Lo hanno fatto addirittura con una lettera pastorale, “La forza della parola”, a cinquant’anni dalla morte del Priore di Barbiana e a un anno dalla preghiera di Francesco sulla sua tomba. Pubblicata dalle Edizioni Dehoniane (pagine. 88, euro 4,50), “La forza della parola. Lettera su comunicazione e formazione a 50 anni dalla morte di don Lo- renzo Milani” vuole essere «un appello per non dimenticare il fascino della parola che è tra i principali strumenti che rendono possibile la comunicazione umana », ma anche «un invito a metterci in cerca di quelle parole nuove - magari antiche, ma riscoperte nel loro senso più profondo e nascosto - che ci aiutino a illuminare il futuro verso il quale ci muoviamo».

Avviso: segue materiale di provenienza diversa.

use serde::{Deserialize, Serialize};

#[derive(Debug, Clone, Copy, Serialize, Deserialize, PartialEq, Eq, Default)]
#[serde(rename_all = "snake_case")]
pub enum BuildMode {
    #[default]
    Full,
    ByTable,
    SchemaChanges,
}

impl BuildMode {
    /// Wire string expected by the vendor's `buildType` field.
    pub fn as_str(&self) -> &'static str {
        match self {
            Self::Full => "full",
            Self::ByTable => "by_table",
            Self::SchemaChanges => "schema_changes",
        }
    }

    pub fn parse(s: &str) -> Option<Self> {
        match s {
            "full" => Some(Self::Full),
            "by_table" => Some(Self::ByTable),
            "schema_changes" => Some(Self::SchemaChanges),
            _ => None,
        }
    }
}

/// One remote data model to build. Immutable, declared in the plan file.
#[derive(Debug, Clone, Serialize, Deserialize)]
pub struct BuildTarget {
    pub datamodel_id: String,
    #[serde(default)]
    pub mode: BuildMode,
    pub label: Option<String>,
}

impl BuildTarget {
    pub fn new(datamodel_id: impl Into<String>, mode: BuildMode) -> Self {
        Self {
            datamodel_id: datamodel_id.into(),
            mode,
            label: None,
        }
    }

    pub fn with_label(mut self, label: impl Into<String>) -> Self {
        self.label = Some(label.into());
        self
    }

    /// Label for logs and notifications, falling back to the raw id.
    pub fn display_name(&self) -> &str {
        self.label.as_deref().unwrap_or(&self.datamodel_id)
    }
}

/// Identifier returned by a successful trigger call.
///
/// Only meaningful within the run that created it.
#[derive(Debug, Clone, PartialEq, Eq)]
pub struct BuildHandle(String);

impl BuildHandle {
    pub fn new(id: impl Into<String>) -> Self {
        Self(id.into())
    }

    pub fn as_str(&self) -> &str {
        &self.0
    }
}

impl std::fmt::Display for BuildHandle {
    fn fmt(&self, f: &mut std::fmt::Formatter<'_>) -> std::fmt::Result {
        f.write_str(&self.0)
    }
}
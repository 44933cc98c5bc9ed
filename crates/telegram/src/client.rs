use std::time::Duration;

use reqwest::multipart::{Form, Part};
use reqwest::Client;
use tracing::debug;

use crate::error::{Result, TelegramError};
use crate::types::ApiResponse;

const API_BASE: &str = "https://api.telegram.org";
const REQUEST_TIMEOUT: Duration = Duration::from_secs(120);

pub struct TelegramClient {
    api_base: String,
    bot_token: String,
    chat_id: String,
    client: Client,
}

impl TelegramClient {
    pub fn new(bot_token: impl Into<String>, chat_id: impl Into<String>) -> Self {
        Self::with_api_base(API_BASE, bot_token, chat_id)
    }

    /// Point the client at a different API host. Exists for tests.
    pub fn with_api_base(
        api_base: impl Into<String>,
        bot_token: impl Into<String>,
        chat_id: impl Into<String>,
    ) -> Self {
        Self {
            api_base: api_base.into().trim_end_matches('/').to_string(),
            bot_token: bot_token.into(),
            chat_id: chat_id.into(),
            client: Client::new(),
        }
    }

    pub async fn send_message(&self, text: &str) -> Result<()> {
        debug!(chars = text.len(), "Sending message");

        let response = self
            .client
            .post(self.method_url("sendMessage"))
            .timeout(REQUEST_TIMEOUT)
            .form(&[("chat_id", self.chat_id.as_str()), ("text", text)])
            .send()
            .await?;

        handle_response(response).await
    }

    pub async fn send_photo(&self, filename: &str, bytes: Vec<u8>, caption: &str) -> Result<()> {
        debug!(filename, size = bytes.len(), "Sending photo");

        let form = Form::new()
            .text("chat_id", self.chat_id.clone())
            .text("caption", caption.to_string())
            .part("photo", Part::bytes(bytes).file_name(filename.to_string()));

        let response = self
            .client
            .post(self.method_url("sendPhoto"))
            .timeout(REQUEST_TIMEOUT)
            .multipart(form)
            .send()
            .await?;

        handle_response(response).await
    }

    pub async fn send_document(&self, filename: &str, bytes: Vec<u8>, caption: &str) -> Result<()> {
        debug!(filename, size = bytes.len(), "Sending document");

        let form = Form::new()
            .text("chat_id", self.chat_id.clone())
            .text("caption", caption.to_string())
            .part(
                "document",
                Part::bytes(bytes).file_name(filename.to_string()),
            );

        let response = self
            .client
            .post(self.method_url("sendDocument"))
            .timeout(REQUEST_TIMEOUT)
            .multipart(form)
            .send()
            .await?;

        handle_response(response).await
    }

    fn method_url(&self, method: &str) -> String {
        format!("{}/bot{}/{}", self.api_base, self.bot_token, method)
    }
}

async fn handle_response(response: reqwest::Response) -> Result<()> {
    let status = response.status();
    if !status.is_success() {
        let body = response.text().await.unwrap_or_default();
        return Err(TelegramError::Http {
            status: status.as_u16(),
            body,
        });
    }

    let body: ApiResponse = response.json().await?;
    if !body.ok {
        return Err(TelegramError::Api(body.error_description().to_string()));
    }
    Ok(())
}

#[cfg(test)]
mod tests {
    use super::*;
    use serde_json::json;
    use wiremock::matchers::{body_string_contains, method, path};
    use wiremock::{Mock, MockServer, ResponseTemplate};

    #[tokio::test]
    async fn test_send_message_form_fields() {
        let server = MockServer::start().await;
        Mock::given(method("POST"))
            .and(path("/bot12:abc/sendMessage"))
            .and(body_string_contains("chat_id=-100"))
            .and(body_string_contains("text=build+done"))
            .respond_with(ResponseTemplate::new(200).set_body_json(json!({ "ok": true })))
            .expect(1)
            .mount(&server)
            .await;

        let client = TelegramClient::with_api_base(server.uri(), "12:abc", "-100");
        client.send_message("build done").await.unwrap();
    }

    #[tokio::test]
    async fn test_api_level_rejection() {
        let server = MockServer::start().await;
        Mock::given(method("POST"))
            .respond_with(
                ResponseTemplate::new(200)
                    .set_body_json(json!({ "ok": false, "description": "chat not found" })),
            )
            .mount(&server)
            .await;

        let client = TelegramClient::with_api_base(server.uri(), "12:abc", "-100");
        let err = client.send_message("hello").await.unwrap_err();
        assert!(matches!(err, TelegramError::Api(_)));
        assert!(err.to_string().contains("chat not found"));
    }

    #[tokio::test]
    async fn test_http_level_rejection() {
        let server = MockServer::start().await;
        Mock::given(method("POST"))
            .respond_with(ResponseTemplate::new(403).set_body_string("forbidden"))
            .mount(&server)
            .await;

        let client = TelegramClient::with_api_base(server.uri(), "12:abc", "-100");
        let err = client.send_message("hello").await.unwrap_err();
        assert!(matches!(err, TelegramError::Http { status: 403, .. }));
    }

    #[tokio::test]
    async fn test_send_document_is_multipart() {
        let server = MockServer::start().await;
        Mock::given(method("POST"))
            .and(path("/bot12:abc/sendDocument"))
            .and(body_string_contains("name=\"document\""))
            .and(body_string_contains("filename=\"report.csv\""))
            .respond_with(ResponseTemplate::new(200).set_body_json(json!({ "ok": true })))
            .expect(1)
            .mount(&server)
            .await;

        let client = TelegramClient::with_api_base(server.uri(), "12:abc", "-100");
        client
            .send_document("report.csv", b"a,b\n1,2\n".to_vec(), "daily export")
            .await
            .unwrap();
    }
}
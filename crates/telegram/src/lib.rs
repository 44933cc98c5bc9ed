pub mod client;
pub mod error;
pub mod types;

pub use client::TelegramClient;
pub use error::{Result, TelegramError};
pub use types::ApiResponse;
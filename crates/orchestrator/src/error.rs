use thiserror::Error;

/// Fatal-tier errors. Per-target failures are `BuildOutcome`s, not errors.
#[derive(Debug, Error)]
pub enum OrchestratorError {
    #[error("Authentication failed: {0}")]
    Authentication(#[source] sisense::SisenseError),

    #[error("Invalid run plan: {0}")]
    InvalidPlan(#[from] cubeflow_core::CoreError),
}

pub type Result<T> = std::result::Result<T, OrchestratorError>;
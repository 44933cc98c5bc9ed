use serde::{Deserialize, Serialize};

/// Terminal classification of one build attempt.
///
/// Produced exactly once per triggered build. A target whose trigger call
/// fails is recorded as `TriggerFailed` and is never polled.
#[derive(Debug, Clone, Copy, Serialize, Deserialize, PartialEq, Eq)]
#[serde(rename_all = "snake_case")]
pub enum BuildOutcome {
    Succeeded,
    Failed,
    Cancelled,
    TimedOut,
    TriggerFailed,
    PollingError,
}

impl BuildOutcome {
    pub fn is_success(&self) -> bool {
        matches!(self, Self::Succeeded)
    }

    pub fn as_str(&self) -> &'static str {
        match self {
            Self::Succeeded => "succeeded",
            Self::Failed => "failed",
            Self::Cancelled => "cancelled",
            Self::TimedOut => "timed_out",
            Self::TriggerFailed => "trigger_failed",
            Self::PollingError => "polling_error",
        }
    }

    /// Map a raw status string from the vendor to an outcome.
    ///
    /// The vocabulary is fixed and matched case-insensitively. `None` means
    /// the status is not terminal; the waiter treats it as still running and
    /// relies on its deadline to bound the loop.
    pub fn from_terminal_status(raw: &str) -> Option<Self> {
        match raw.to_ascii_uppercase().as_str() {
            "SUCCEEDED" | "SUCCESS" | "DONE" | "COMPLETED" => Some(Self::Succeeded),
            "FAILED" | "FAILURE" | "ERROR" => Some(Self::Failed),
            "CANCELLED" | "CANCELED" => Some(Self::Cancelled),
            "TIMEOUT" => Some(Self::TimedOut),
            _ => None,
        }
    }
}

impl std::fmt::Display for BuildOutcome {
    fn fmt(&self, f: &mut std::fmt::Formatter<'_>) -> std::fmt::Result {
        f.write_str(self.as_str())
    }
}

#[cfg(test)]
mod tests {
    use super::*;

    #[test]
    fn test_success_vocabulary() {
        for raw in ["SUCCEEDED", "SUCCESS", "DONE", "COMPLETED"] {
            assert_eq!(
                BuildOutcome::from_terminal_status(raw),
                Some(BuildOutcome::Succeeded),
                "raw status {raw}"
            );
        }
    }

    #[test]
    fn test_failure_vocabulary() {
        for raw in ["FAILED", "FAILURE", "ERROR"] {
            assert_eq!(
                BuildOutcome::from_terminal_status(raw),
                Some(BuildOutcome::Failed)
            );
        }
        assert_eq!(
            BuildOutcome::from_terminal_status("CANCELLED"),
            Some(BuildOutcome::Cancelled)
        );
        assert_eq!(
            BuildOutcome::from_terminal_status("CANCELED"),
            Some(BuildOutcome::Cancelled)
        );
        assert_eq!(
            BuildOutcome::from_terminal_status("TIMEOUT"),
            Some(BuildOutcome::TimedOut)
        );
    }

    #[test]
    fn test_matching_is_case_insensitive() {
        assert_eq!(
            BuildOutcome::from_terminal_status("succeeded"),
            Some(BuildOutcome::Succeeded)
        );
        assert_eq!(
            BuildOutcome::from_terminal_status("Succeeded"),
            Some(BuildOutcome::Succeeded)
        );
        assert_eq!(
            BuildOutcome::from_terminal_status("fAiLeD"),
            Some(BuildOutcome::Failed)
        );
    }

    #[test]
    fn test_unknown_status_is_not_terminal() {
        assert_eq!(BuildOutcome::from_terminal_status("BUILDING"), None);
        assert_eq!(BuildOutcome::from_terminal_status("PENDING"), None);
        assert_eq!(BuildOutcome::from_terminal_status(""), None);
    }

    #[test]
    fn test_is_success() {
        assert!(BuildOutcome::Succeeded.is_success());
        assert!(!BuildOutcome::Failed.is_success());
        assert!(!BuildOutcome::TriggerFailed.is_success());
        assert!(!BuildOutcome::TimedOut.is_success());
    }
}
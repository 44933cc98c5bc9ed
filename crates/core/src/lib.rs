//! Domain types for cubeflow.
//!
//! This crate holds the vocabulary shared by the orchestrator and the
//! vendor client: build targets and modes, build outcomes with the
//! terminal-status normalization, and declarative run plans. No I/O.

pub mod domain;
pub mod error;

pub use domain::credential::AccessToken;
pub use domain::outcome::BuildOutcome;
pub use domain::plan::{GroupPolicy, PlanGroup, RunPlan, DEFAULT_MAX_LOOPS};
pub use domain::target::{BuildHandle, BuildMode, BuildTarget};
pub use error::CoreError;
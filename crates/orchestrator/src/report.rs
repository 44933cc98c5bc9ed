use cubeflow_core::{BuildOutcome, BuildTarget};
use uuid::Uuid;

/// Outcome of one attempted target. Targets skipped by a short-circuited
/// chain get no entry at all.
#[derive(Debug, Clone)]
pub struct TargetReport {
    pub label: String,
    pub datamodel_id: String,
    pub outcome: BuildOutcome,
}

/// Result of one bounded-iteration loop group.
#[derive(Debug, Clone)]
pub struct LoopTally {
    pub group: String,
    /// Iterations in which every step succeeded.
    pub completed: u32,
    pub cap: u32,
}

#[derive(Debug, Clone)]
pub struct RunReport {
    pub run_id: Uuid,
    pub entries: Vec<TargetReport>,
    pub loops: Vec<LoopTally>,
}

impl RunReport {
    pub fn new(run_id: Uuid) -> Self {
        Self {
            run_id,
            entries: Vec::new(),
            loops: Vec::new(),
        }
    }

    pub fn record(&mut self, target: &BuildTarget, outcome: BuildOutcome) {
        self.entries.push(TargetReport {
            label: target.display_name().to_string(),
            datamodel_id: target.datamodel_id.clone(),
            outcome,
        });
    }

    pub fn record_loop(&mut self, group: impl Into<String>, completed: u32, cap: u32) {
        self.loops.push(LoopTally {
            group: group.into(),
            completed,
            cap,
        });
    }

    pub fn attempted(&self) -> usize {
        self.entries.len()
    }

    pub fn succeeded(&self) -> usize {
        self.entries.iter().filter(|e| e.outcome.is_success()).count()
    }

    /// Human-readable summary for the notification sink and the console.
    pub fn summary(&self) -> String {
        let mut lines = vec![format!(
            "Run {}: {}/{} builds succeeded",
            self.run_id,
            self.succeeded(),
            self.attempted()
        )];
        for entry in &self.entries {
            let mark = if entry.outcome.is_success() { "ok" } else { "FAIL" };
            lines.push(format!(
                "  [{}] {}: {}",
                mark, entry.label, entry.outcome
            ));
        }
        for tally in &self.loops {
            lines.push(format!(
                "  loop '{}': {}/{} full iterations",
                tally.group, tally.completed, tally.cap
            ));
        }
        lines.join("\n")
    }
}

#[cfg(test)]
mod tests {
    use super::*;
    use cubeflow_core::BuildMode;

    #[test]
    fn test_summary_counts_and_lines() {
        let mut report = RunReport::new(Uuid::new_v4());
        report.record(
            &BuildTarget::new("a", BuildMode::Full).with_label("Calls"),
            BuildOutcome::Succeeded,
        );
        report.record(
            &BuildTarget::new("b", BuildMode::Full),
            BuildOutcome::TriggerFailed,
        );
        report.record_loop("accumulate", 2, 3);

        assert_eq!(report.attempted(), 2);
        assert_eq!(report.succeeded(), 1);

        let summary = report.summary();
        assert!(summary.contains("1/2 builds succeeded"));
        assert!(summary.contains("[ok] Calls: succeeded"));
        assert!(summary.contains("[FAIL] b: trigger_failed"));
        assert!(summary.contains("loop 'accumulate': 2/3 full iterations"));
    }
}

La Chiesa, in questo percorso, è chiamata a un ruolo fondamentale avendo il privilegio e il compito di evangelizzare misurandosi da sempre con l’evoluzione della parola. La comunicazione è parte integrante della vita e della storia dei cristiani, anche perché è parte integrante della vita dell’uomo. Comunicare è una delle prime esigenze dell’essere umano, che avverte la necessità di un segno, di un veicolo di comunicazione, di un linguaggio. Persino Dio ha avuto bisogno della parola per creare il mondo: «E Dio disse...». Ma non solo: «In principio era il Verbo, il Verbo era presso Dio e il Verbo era Dio. Egli era in principio presso Dio: tutto è stato fatto per mezzo di lui, e senza di lui niente è stato fatto di tutto ciò che esiste».

Un’attenzione alla parola che ha spinto anche i poeti, per i quali la parola è tutto, a trasporre il famoso prologo di Giovanni. È il caso di Mario Luzi nell’epigrafe al libro “Per il Battesimo dei nostri frammenti”: «In lei (la parola) era la vita; e la vita era la luce degli uomini». Il grande poeta fiorentino lo si ritrova anche nella Lettera dei vescovi toscani con la sua nota invocazione: «Vola alta, parola, cresci in profondità, / tocca nadir e zenith della tua significazione, / giacché talvolta lo puoi».

Una citazione che tradisce il valore letterario di un documento pastorale che nasce in una terra, la Toscana, in cui l’elaborazione della lingua ha trovato protagonisti di eccel- lenza e stagioni di grande fecondità. Ma adesso, a giudizio dei vescovi toscani, c’è soprattutto da fare i conti con le infinite possibilità di connessione offerte dai nuovi strumenti che, purtroppo, non stanno producendo un’effettiva crescita della comunicazione né, tantomeno, un incremento della sua qualità. È paradossale che la parola umana, nel tempo in cui la comunicazione si moltiplica e tocca ogni sfera della vita, subisca un vero e proprio esilio, un’incapacità a essere utilizzata con l’essenzialità e la forza che possiede. A maggior ragione, sull’esempio di don Milani, dobbiamo prendere coscienza che esistono parole piene e parole vuote, parole vive e parole morte, parole di luce e parole di tenebra. Ai credenti il compito di non contraddire chi siamo con ciò che diciamo. C’è poi, a parte la valenza formativa della parola, un altro aspetto che coinvolge più direttamente il ministero dei vescovi ed è «il profondo rinnovamento del linguaggio dell’annuncio della fede promosso dal pontificato di papa Francesco ».

Da qui il tentativo di tradurre in percorsi concreti le indicazioni dell’Evangelii gaudium. Infine, prima delle diciotto firme, i vescovi toscani si «rendono conto di avere, per così dire, solo alzato il velo su una questione di grandissimo rilievo, che continuerà a sfidarci per molti anni a venire». Ma intanto hanno saldato «il debito di riconoscenza accumulato nei confronti dell’esperienza e dell’insegnamento di don Lorenzo Milani».